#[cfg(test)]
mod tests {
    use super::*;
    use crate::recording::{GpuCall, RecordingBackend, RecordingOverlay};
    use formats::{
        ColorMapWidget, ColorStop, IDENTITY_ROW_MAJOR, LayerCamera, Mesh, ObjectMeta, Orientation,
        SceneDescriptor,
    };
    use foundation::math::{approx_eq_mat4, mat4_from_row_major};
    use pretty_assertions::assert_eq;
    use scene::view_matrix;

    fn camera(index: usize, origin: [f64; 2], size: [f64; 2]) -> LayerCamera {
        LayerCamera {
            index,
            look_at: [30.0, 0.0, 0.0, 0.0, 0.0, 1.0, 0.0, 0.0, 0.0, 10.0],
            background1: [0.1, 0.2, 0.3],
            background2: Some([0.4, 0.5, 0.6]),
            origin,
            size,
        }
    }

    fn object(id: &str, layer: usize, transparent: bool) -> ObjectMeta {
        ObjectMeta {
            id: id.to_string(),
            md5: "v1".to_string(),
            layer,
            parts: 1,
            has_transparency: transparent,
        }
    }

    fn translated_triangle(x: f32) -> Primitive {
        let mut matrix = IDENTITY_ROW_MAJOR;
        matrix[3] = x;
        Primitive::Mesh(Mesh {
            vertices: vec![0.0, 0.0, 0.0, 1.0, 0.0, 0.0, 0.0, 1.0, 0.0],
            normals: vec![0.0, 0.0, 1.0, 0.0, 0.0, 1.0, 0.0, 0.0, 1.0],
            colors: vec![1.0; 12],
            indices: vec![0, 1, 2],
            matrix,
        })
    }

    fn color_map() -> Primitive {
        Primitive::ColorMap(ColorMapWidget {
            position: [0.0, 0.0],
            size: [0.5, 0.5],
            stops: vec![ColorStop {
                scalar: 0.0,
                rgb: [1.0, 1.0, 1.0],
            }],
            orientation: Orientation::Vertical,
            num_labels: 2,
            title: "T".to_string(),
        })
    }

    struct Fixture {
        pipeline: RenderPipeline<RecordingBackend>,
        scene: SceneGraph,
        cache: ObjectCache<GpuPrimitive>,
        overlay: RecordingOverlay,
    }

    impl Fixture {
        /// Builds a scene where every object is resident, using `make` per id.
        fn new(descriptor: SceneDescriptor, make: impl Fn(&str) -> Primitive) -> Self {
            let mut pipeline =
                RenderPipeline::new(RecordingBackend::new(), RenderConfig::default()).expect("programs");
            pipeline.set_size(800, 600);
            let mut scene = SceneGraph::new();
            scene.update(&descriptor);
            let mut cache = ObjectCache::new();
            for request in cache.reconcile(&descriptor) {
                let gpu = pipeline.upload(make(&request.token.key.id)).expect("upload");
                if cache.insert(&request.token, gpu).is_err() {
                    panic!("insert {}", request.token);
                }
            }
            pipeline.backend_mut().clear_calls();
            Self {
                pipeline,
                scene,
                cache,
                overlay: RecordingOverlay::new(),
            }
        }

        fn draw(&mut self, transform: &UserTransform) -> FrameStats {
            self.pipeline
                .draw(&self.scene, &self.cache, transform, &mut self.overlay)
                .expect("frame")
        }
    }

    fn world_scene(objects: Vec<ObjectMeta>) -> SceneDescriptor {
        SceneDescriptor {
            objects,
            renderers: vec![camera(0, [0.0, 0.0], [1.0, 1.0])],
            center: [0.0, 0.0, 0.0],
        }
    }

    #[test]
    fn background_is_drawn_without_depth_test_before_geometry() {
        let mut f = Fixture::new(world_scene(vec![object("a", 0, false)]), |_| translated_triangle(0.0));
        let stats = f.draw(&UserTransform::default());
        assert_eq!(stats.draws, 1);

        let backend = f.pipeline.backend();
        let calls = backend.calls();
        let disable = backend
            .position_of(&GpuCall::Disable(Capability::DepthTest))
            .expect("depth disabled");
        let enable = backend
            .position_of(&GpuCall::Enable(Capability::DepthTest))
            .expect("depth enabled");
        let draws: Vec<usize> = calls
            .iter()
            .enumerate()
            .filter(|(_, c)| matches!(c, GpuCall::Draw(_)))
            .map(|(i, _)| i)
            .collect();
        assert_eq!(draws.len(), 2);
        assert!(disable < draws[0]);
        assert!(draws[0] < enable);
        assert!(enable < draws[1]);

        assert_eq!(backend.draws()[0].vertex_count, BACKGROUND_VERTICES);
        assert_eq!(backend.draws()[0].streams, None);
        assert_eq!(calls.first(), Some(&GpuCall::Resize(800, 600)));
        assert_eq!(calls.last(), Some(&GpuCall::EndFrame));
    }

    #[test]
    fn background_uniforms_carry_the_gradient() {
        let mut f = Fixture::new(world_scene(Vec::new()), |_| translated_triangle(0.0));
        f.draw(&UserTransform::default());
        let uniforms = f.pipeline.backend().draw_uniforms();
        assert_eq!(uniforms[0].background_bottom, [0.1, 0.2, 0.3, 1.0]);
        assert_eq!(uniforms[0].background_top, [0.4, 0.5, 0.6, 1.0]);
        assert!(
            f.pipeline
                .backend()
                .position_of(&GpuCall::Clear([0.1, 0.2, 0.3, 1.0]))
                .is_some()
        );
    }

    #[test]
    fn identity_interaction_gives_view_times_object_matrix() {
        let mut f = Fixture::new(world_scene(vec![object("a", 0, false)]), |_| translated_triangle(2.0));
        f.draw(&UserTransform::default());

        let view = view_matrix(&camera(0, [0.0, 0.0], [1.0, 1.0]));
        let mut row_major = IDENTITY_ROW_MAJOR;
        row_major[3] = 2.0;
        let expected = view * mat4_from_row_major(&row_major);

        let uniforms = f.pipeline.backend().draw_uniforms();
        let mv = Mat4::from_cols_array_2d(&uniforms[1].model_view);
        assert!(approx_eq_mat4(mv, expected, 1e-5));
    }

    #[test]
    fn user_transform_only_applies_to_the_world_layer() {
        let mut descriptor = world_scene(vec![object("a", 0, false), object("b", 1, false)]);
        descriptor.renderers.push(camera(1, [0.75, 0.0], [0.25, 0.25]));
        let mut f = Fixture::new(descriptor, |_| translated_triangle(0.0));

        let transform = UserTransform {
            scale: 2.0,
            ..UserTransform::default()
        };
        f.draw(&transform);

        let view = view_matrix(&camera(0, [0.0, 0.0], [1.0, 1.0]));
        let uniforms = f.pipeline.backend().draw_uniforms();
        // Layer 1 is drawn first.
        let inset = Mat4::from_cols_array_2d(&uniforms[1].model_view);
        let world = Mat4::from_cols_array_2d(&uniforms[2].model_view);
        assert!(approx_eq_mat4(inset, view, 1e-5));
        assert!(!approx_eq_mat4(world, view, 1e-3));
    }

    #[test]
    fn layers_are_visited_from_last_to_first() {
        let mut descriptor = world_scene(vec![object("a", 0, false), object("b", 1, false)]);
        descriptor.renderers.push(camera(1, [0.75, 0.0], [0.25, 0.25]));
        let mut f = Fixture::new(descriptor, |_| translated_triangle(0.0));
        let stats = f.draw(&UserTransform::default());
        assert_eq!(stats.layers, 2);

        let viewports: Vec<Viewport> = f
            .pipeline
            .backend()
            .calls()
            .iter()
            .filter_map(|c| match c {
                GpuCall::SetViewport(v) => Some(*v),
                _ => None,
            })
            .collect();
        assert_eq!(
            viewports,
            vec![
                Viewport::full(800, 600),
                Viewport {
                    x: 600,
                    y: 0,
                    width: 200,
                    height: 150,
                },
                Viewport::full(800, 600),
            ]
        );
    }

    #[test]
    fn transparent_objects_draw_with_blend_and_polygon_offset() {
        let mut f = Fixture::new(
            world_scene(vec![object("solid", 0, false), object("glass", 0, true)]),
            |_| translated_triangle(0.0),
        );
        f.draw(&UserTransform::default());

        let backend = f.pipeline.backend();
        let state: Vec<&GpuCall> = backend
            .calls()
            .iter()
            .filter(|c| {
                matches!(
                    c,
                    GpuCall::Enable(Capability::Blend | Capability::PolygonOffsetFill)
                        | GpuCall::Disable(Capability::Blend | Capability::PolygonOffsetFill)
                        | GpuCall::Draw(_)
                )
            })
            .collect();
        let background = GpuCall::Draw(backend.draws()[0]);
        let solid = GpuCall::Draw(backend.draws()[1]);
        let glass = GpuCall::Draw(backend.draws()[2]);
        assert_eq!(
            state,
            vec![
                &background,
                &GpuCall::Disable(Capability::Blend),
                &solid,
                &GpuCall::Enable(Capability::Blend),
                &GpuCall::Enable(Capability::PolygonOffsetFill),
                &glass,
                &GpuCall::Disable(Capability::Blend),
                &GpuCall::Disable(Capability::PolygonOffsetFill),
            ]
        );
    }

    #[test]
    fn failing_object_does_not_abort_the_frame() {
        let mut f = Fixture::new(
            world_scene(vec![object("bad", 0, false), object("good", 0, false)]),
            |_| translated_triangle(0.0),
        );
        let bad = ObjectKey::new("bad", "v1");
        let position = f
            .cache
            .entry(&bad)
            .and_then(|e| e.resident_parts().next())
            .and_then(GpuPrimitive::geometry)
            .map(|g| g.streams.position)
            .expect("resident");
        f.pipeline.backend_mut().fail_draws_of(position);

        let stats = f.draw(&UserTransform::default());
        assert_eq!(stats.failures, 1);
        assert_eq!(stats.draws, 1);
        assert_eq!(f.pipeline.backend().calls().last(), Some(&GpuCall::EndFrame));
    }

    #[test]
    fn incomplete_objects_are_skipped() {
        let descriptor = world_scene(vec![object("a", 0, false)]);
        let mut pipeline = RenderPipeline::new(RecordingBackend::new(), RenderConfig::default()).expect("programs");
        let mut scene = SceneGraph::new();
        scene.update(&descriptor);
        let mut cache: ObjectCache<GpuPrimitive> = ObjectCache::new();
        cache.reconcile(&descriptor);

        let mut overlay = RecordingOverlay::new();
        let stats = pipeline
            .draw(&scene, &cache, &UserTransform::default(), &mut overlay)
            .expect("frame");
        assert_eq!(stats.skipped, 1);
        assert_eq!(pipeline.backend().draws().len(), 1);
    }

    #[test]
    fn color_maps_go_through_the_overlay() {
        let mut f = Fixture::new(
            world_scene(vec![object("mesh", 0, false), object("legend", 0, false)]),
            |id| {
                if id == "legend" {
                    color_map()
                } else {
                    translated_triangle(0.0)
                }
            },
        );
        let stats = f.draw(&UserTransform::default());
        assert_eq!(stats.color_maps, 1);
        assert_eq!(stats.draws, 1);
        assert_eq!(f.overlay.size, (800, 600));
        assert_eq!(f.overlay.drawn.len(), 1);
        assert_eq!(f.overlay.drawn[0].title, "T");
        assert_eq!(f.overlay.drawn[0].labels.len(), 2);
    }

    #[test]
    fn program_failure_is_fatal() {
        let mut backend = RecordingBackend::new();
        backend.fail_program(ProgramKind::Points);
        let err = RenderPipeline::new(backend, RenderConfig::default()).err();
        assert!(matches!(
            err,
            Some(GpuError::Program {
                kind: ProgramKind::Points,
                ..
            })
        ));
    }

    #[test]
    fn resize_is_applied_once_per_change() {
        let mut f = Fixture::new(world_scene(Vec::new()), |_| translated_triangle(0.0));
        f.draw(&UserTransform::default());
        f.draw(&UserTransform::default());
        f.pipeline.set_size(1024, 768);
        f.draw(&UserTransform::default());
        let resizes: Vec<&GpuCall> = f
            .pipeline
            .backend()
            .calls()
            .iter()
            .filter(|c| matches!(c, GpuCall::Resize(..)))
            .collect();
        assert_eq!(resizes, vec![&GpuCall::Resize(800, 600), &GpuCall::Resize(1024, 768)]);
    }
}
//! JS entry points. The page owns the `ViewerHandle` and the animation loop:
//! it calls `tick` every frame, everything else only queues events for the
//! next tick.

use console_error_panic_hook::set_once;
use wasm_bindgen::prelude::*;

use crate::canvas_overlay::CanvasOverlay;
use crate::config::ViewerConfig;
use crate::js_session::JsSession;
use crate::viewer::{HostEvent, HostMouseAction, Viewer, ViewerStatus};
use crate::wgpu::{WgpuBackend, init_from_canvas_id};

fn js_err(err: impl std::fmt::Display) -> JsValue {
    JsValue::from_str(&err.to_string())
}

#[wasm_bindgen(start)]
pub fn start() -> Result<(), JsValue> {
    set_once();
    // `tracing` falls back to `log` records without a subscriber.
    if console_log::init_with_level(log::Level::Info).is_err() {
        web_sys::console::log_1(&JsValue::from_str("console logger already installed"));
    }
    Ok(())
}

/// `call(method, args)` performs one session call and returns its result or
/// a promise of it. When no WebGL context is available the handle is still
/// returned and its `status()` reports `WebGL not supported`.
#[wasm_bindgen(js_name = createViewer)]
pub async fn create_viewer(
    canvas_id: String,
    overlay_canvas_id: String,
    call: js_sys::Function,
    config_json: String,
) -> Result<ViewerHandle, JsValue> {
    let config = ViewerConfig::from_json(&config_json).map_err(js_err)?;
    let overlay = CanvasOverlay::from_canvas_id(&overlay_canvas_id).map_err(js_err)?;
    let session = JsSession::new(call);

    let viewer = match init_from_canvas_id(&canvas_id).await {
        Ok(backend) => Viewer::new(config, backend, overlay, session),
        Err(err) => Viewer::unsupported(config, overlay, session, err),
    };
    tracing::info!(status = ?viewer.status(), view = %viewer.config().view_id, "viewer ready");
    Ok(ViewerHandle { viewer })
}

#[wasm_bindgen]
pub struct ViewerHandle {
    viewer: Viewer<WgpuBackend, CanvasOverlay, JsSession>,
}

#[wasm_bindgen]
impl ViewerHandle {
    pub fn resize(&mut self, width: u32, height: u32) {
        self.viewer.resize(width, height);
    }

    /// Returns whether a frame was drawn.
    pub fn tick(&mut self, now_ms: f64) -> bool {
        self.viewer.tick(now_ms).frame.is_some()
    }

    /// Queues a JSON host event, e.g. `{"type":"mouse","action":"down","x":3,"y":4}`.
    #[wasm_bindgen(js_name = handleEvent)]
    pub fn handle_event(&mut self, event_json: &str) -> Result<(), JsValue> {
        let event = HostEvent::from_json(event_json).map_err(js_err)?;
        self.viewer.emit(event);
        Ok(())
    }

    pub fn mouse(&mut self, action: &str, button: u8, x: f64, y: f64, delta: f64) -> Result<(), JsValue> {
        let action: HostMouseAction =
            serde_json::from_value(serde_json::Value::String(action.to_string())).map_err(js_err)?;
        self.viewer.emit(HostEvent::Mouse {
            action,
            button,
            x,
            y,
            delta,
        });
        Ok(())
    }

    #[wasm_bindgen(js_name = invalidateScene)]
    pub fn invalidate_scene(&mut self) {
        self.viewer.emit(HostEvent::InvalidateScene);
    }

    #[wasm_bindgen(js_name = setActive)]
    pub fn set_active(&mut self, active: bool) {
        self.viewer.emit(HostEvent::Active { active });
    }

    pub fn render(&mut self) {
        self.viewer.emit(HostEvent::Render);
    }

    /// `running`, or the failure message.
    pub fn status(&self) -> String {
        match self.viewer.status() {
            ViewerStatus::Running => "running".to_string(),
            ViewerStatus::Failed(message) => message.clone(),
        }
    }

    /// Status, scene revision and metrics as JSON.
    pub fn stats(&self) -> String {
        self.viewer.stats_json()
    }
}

##########

Search the data and copy each line containing "ViewerStatus".

• Answer space:
use crate::viewer::{HostEvent, HostMouseAction, Viewer, ViewerStatus};
            ViewerStatus::Running => "running".to_string(),
            ViewerStatus::Failed(message) => message.clone(),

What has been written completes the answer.